Algunos en esta vida -de manera velada o descarada, y por los más diversos medios - aspiramos a la fama, eso que nuestro buen amigo el mataburros define como la “opinión que la gente tiene de la excelencia de alguien en su profesión o arte”. Así, queremos ser una persona famosa, o sea, “que tiene fama y renombre”, y esto último como un “epíteto de gloria, o fama que adquiere alguien por sus hechos gloriosos o por haber dado muestras señaladas de ciencia y talento”.

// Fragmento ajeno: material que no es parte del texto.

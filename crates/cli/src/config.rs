//! Configuration management for the CLI

use anyhow::{Context, Result};
use serde::{Deserialize, Serialize};
use std::path::{Path, PathBuf};

/// API URL used when neither the flag, the environment nor the config file sets one
pub const DEFAULT_API_URL: &str = "http://localhost:8080";

/// CLI configuration
#[derive(Debug, Clone, Serialize, Deserialize, Default, PartialEq)]
pub struct Config {
    /// API endpoint URL
    pub api_url: Option<String>,
}

impl Config {
    /// Load configuration from the default file, if present
    pub fn load() -> Result<Self> {
        match Self::config_path() {
            Some(path) => Self::load_from(&path),
            None => Ok(Self::default()),
        }
    }

    /// Load configuration from a specific file
    pub fn load_from(path: &Path) -> Result<Self> {
        if !path.exists() {
            return Ok(Self::default());
        }

        let content = std::fs::read_to_string(path)
            .with_context(|| format!("Failed to read config file {}", path.display()))?;

        serde_json::from_str(&content).context("Failed to parse config file")
    }

    /// Get the configuration file path
    fn config_path() -> Option<PathBuf> {
        dirs_next::home_dir().map(|home| home.join(".config").join("irp").join("config.json"))
    }

    /// Flag or environment value first, then the config file, then the default
    pub fn resolve_api_url(&self, explicit: Option<String>) -> String {
        explicit
            .or_else(|| self.api_url.clone())
            .unwrap_or_else(|| DEFAULT_API_URL.to_string())
    }
}

#[cfg(test)]
mod tests {
    use super::*;
    use std::io::Write;

    #[test]
    fn test_missing_file_gives_defaults() {
        let dir = tempfile::tempdir().unwrap();
        let config = Config::load_from(&dir.path().join("config.json")).unwrap();
        assert_eq!(config, Config::default());
        assert_eq!(config.resolve_api_url(None), DEFAULT_API_URL);
    }

    #[test]
    fn test_file_value_used_without_flag() {
        let mut file = tempfile::NamedTempFile::new().unwrap();
        write!(file, r#"{{"api_url": "http://risk.internal:9000"}}"#).unwrap();

        let config = Config::load_from(file.path()).unwrap();

        assert_eq!(config.resolve_api_url(None), "http://risk.internal:9000");
        assert_eq!(
            config.resolve_api_url(Some("http://override:1".to_string())),
            "http://override:1"
        );
    }

    #[test]
    fn test_malformed_file_is_an_error() {
        let mut file = tempfile::NamedTempFile::new().unwrap();
        write!(file, "not json").unwrap();
        assert!(Config::load_from(file.path()).is_err());
    }
}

La fama artística, que es el caso, parte de la afirmación del propio yo y se desborda para obtener el reconocimiento de otras personas, cosa que en principio es algo agradable. Sin embargo, vivir por y para la fama, en un plan casi obsesivo, ya no es una sensación tan placentera, sobre todo si consideramos que eso puede despertar un sentimiento de permanente y dolorosa insatisfacción.
La búsqueda y posesión enfermiza de la fama produce más sufrimiento que otra cosa: antes de alcanzarla, se sufre por no haberla logrado aún, y una vez llegada ella, se sufre por incrementarla siempre más y más, o peor aún, por no perderla ni compartirla; mas, como toda gloria es efímera, llegará el momento en que ésta será cosa del pasado y se añorará también dolorosamente.
Pensándolo bien, la fama que de veras importa, aquella que llena y satisface e impulsa a seguir cultivando con alegría los propios talentos, quizá no sea la fama proveniente de 900 ó 90,000 fans, que es un abstracto, un umbral después del cual todo tiene el mismo significado: un número vacío. La fama nutriente y sabrosa... ¡es la que tienes ante las personas a quienes conoces y aprecias!